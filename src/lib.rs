//! # Beancheck
//!
//! Automated verification of data-object contracts.
//!
//! Given a type described to a [`TypeRegistry`], the harness builds a real
//! instance, synthesizes a representative value for each property, pushes it
//! through the setter and reads it back through the getter. Error types get
//! the matching treatment: every registered constructor is invoked and the
//! resulting error must carry exactly the message and cause it was given.
//!
//! Values come from a layered synthesizer (primitive catalog, then test
//! doubles for open types, then recursive construction), so most data
//! objects need nothing beyond their registration.
//!
//! ```ignore
//! let mut harness = Harness::new();
//! harness
//!     .registry_mut()
//!     .bean::<Invoice>()
//!     .constructor(Invoice::default)
//!     .property("number", |i: &Invoice| i.number.clone(), |i, v| i.number = v)
//!     .register();
//! harness.assert_class::<Invoice>();
//! ```

pub mod batch;
pub mod catalog;
pub mod config;
pub mod double;
pub mod error;
pub mod exception;
pub mod introspect;
pub mod registry;
pub mod report;
pub mod synthesis;
pub mod value;
pub mod verifier;

pub use batch::BatchDriver;
pub use catalog::{CatalogEntry, PrimitiveCatalog};
pub use config::{FailureMode, HarnessConfig};
pub use double::{Double, DoubleFactory, DoubleRegistry, NoDoubles};
pub use error::{HarnessError, HarnessResult, InvocationError, SynthesisError, SynthesisErrorKind};
pub use exception::{Cause, ContractOutcome, ExceptionContractCase, ExceptionReport, ExceptionVerifier};
pub use introspect::{
    AccessorPair, ClassCriteria, ClassDiscovery, ConstructorInfo, ExceptionConstructor,
    ExceptionIntrospector, Extensibility, StructuralIntrospector, TypeInfo,
};
pub use registry::{ArgList, BeanBuilder, ExceptionBuilder, TypeRegistry};
pub use report::{
    AssertingSink, BatchReport, ClassReport, CollectingSink, LoggingSink, ReportSink,
};
pub use synthesis::{Strategy, Synthesized, ValueSynthesizer};
pub use value::{boxed, BoxedValue, DynValue, TypeDescriptor};
pub use verifier::{PropertyFailure, PropertyVerifier, VerificationOutcome};

/// Owns a registry, a double registry and a configuration, and hands out
/// the verification components wired against them.
#[derive(Default)]
pub struct Harness {
    registry: TypeRegistry,
    doubles: DoubleRegistry,
    config: HarnessConfig,
}

impl Harness {
    pub fn new() -> Self {
        Self::default()
    }

    pub fn with_config(config: HarnessConfig) -> Self {
        Self {
            config,
            ..Self::default()
        }
    }

    pub fn config(&self) -> &HarnessConfig {
        &self.config
    }

    pub fn registry(&self) -> &TypeRegistry {
        &self.registry
    }

    pub fn registry_mut(&mut self) -> &mut TypeRegistry {
        &mut self.registry
    }

    pub fn doubles_mut(&mut self) -> &mut DoubleRegistry {
        &mut self.doubles
    }

    pub fn synthesizer(&self) -> ValueSynthesizer<'_> {
        ValueSynthesizer::new(&self.registry, &self.doubles, &self.config)
    }

    pub fn verifier(&self) -> PropertyVerifier<'_> {
        PropertyVerifier::new(self.synthesizer(), &self.config)
    }

    pub fn batch(&self) -> BatchDriver<'_> {
        BatchDriver::new(self.verifier(), &self.registry)
    }

    pub fn exceptions(&self) -> ExceptionVerifier<'_> {
        ExceptionVerifier::new(self.synthesizer(), &self.registry, self.config.log_passes)
    }

    /// Verify the accessors of `T` and panic on any failure.
    pub fn assert_class<T: 'static>(&self) {
        self.batch()
            .verify_class(&TypeDescriptor::of::<T>(), &[])
            .assert_passed();
    }

    /// Verify the constructors of error type `E` and panic on any failure.
    pub fn assert_exception<E: 'static>(&self) {
        match self.exceptions().verify_exception(Some(TypeDescriptor::of::<E>())) {
            Ok(report) => report.assert_passed(),
            Err(error) => panic!("{}", error),
        }
    }

    /// Verify every registered type under `package` and panic on any failure.
    pub fn assert_package(&self, package: &str) {
        match self.batch().verify_package_default(Some(package)) {
            Ok(report) => report.assert_passed(),
            Err(error) => panic!("{}", error),
        }
    }
}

════════

Output all of the data without altering a single line.

Task solution:
filename src/lib.rs
//! # Beancheck
//!
//! Automated verification of data-object contracts.
//!
//! Given a type described to a [`TypeRegistry`], the harness builds a real
//! instance, synthesizes a representative value for each property, pushes it
//! through the setter and reads it back through the getter. Error types get
//! the matching treatment: every registered constructor is invoked and the
//! resulting error must carry exactly the message and cause it was given.
//!
//! Values come from a layered synthesizer (primitive catalog, then test
//! doubles for open types, then recursive construction), so most data
//! objects need nothing beyond their registration.
//!
//! ```ignore
//! let mut harness = Harness::new();
//! harness
//!     .registry_mut()
//!     .bean::<Invoice>()
//!     .constructor(Invoice::default)
//!     .property("number", |i: &Invoice| i.number.clone(), |i, v| i.number = v)
//!     .register();
//! harness.assert_class::<Invoice>();
//! ```

pub mod batch;
pub mod catalog;
pub mod config;
pub mod double;
pub mod error;
pub mod exception;
pub mod introspect;
pub mod registry;
pub mod report;
pub mod synthesis;
pub mod value;
pub mod verifier;

pub use batch::BatchDriver;
pub use catalog::{CatalogEntry, PrimitiveCatalog};
pub use config::{FailureMode, HarnessConfig};
pub use double::{Double, DoubleFactory, DoubleRegistry, NoDoubles};
pub use error::{HarnessError, HarnessResult, InvocationError, SynthesisError, SynthesisErrorKind};
pub use exception::{Cause, ContractOutcome, ExceptionContractCase, ExceptionReport, ExceptionVerifier};
pub use introspect::{
    AccessorPair, ClassCriteria, ClassDiscovery, ConstructorInfo, ExceptionConstructor,
    ExceptionIntrospector, Extensibility, StructuralIntrospector, TypeInfo,
};
pub use registry::{ArgList, BeanBuilder, ExceptionBuilder, TypeRegistry};
pub use report::{
    AssertingSink, BatchReport, ClassReport, CollectingSink, LoggingSink, ReportSink,
};
pub use synthesis::{Strategy, Synthesized, ValueSynthesizer};
pub use value::{boxed, BoxedValue, DynValue, TypeDescriptor};
pub use verifier::{PropertyFailure, PropertyVerifier, VerificationOutcome};

/// Owns a registry, a double registry and a configuration, and hands out
/// the verification components wired against them.
#[derive(Default)]
pub struct Harness {
    registry: TypeRegistry,
    doubles: DoubleRegistry,
    config: HarnessConfig,
}

impl Harness {
    pub fn new() -> Self {
        Self::default()
    }

    pub fn with_config(config: HarnessConfig) -> Self {
        Self {
            config,
            ..Self::default()
        }
    }

    pub fn config(&self) -> &HarnessConfig {
        &self.config
    }

    pub fn registry(&self) -> &TypeRegistry {
        &self.registry
    }

    pub fn registry_mut(&mut self) -> &mut TypeRegistry {
        &mut self.registry
    }

    pub fn doubles_mut(&mut self) -> &mut DoubleRegistry {
        &mut self.doubles
    }

    pub fn synthesizer(&self) -> ValueSynthesizer<'_> {
        ValueSynthesizer::new(&self.registry, &self.doubles, &self.config)
    }

    pub fn verifier(&self) -> PropertyVerifier<'_> {
        PropertyVerifier::new(self.synthesizer(), &self.config)
    }

    pub fn batch(&self) -> BatchDriver<'_> {
        BatchDriver::new(self.verifier(), &self.registry)
    }

    pub fn exceptions(&self) -> ExceptionVerifier<'_> {
        ExceptionVerifier::new(self.synthesizer(), &self.registry, self.config.log_passes)
    }

    /// Verify the accessors of `T` and panic on any failure.
    pub fn assert_class<T: 'static>(&self) {
        self.batch()
            .verify_class(&TypeDescriptor::of::<T>(), &[])
            .assert_passed();
    }

    /// Verify the constructors of error type `E` and panic on any failure.
    pub fn assert_exception<E: 'static>(&self) {
        match self.exceptions().verify_exception(Some(TypeDescriptor::of::<E>())) {
            Ok(report) => report.assert_passed(),
            Err(error) => panic!("{}", error),
        }
    }

    /// Verify every registered type under `package` and panic on any failure.
    pub fn assert_package(&self, package: &str) {
        match self.batch().verify_package_default(Some(package)) {
            Ok(report) => report.assert_passed(),
            Err(error) => panic!("{}", error),
        }
    }
}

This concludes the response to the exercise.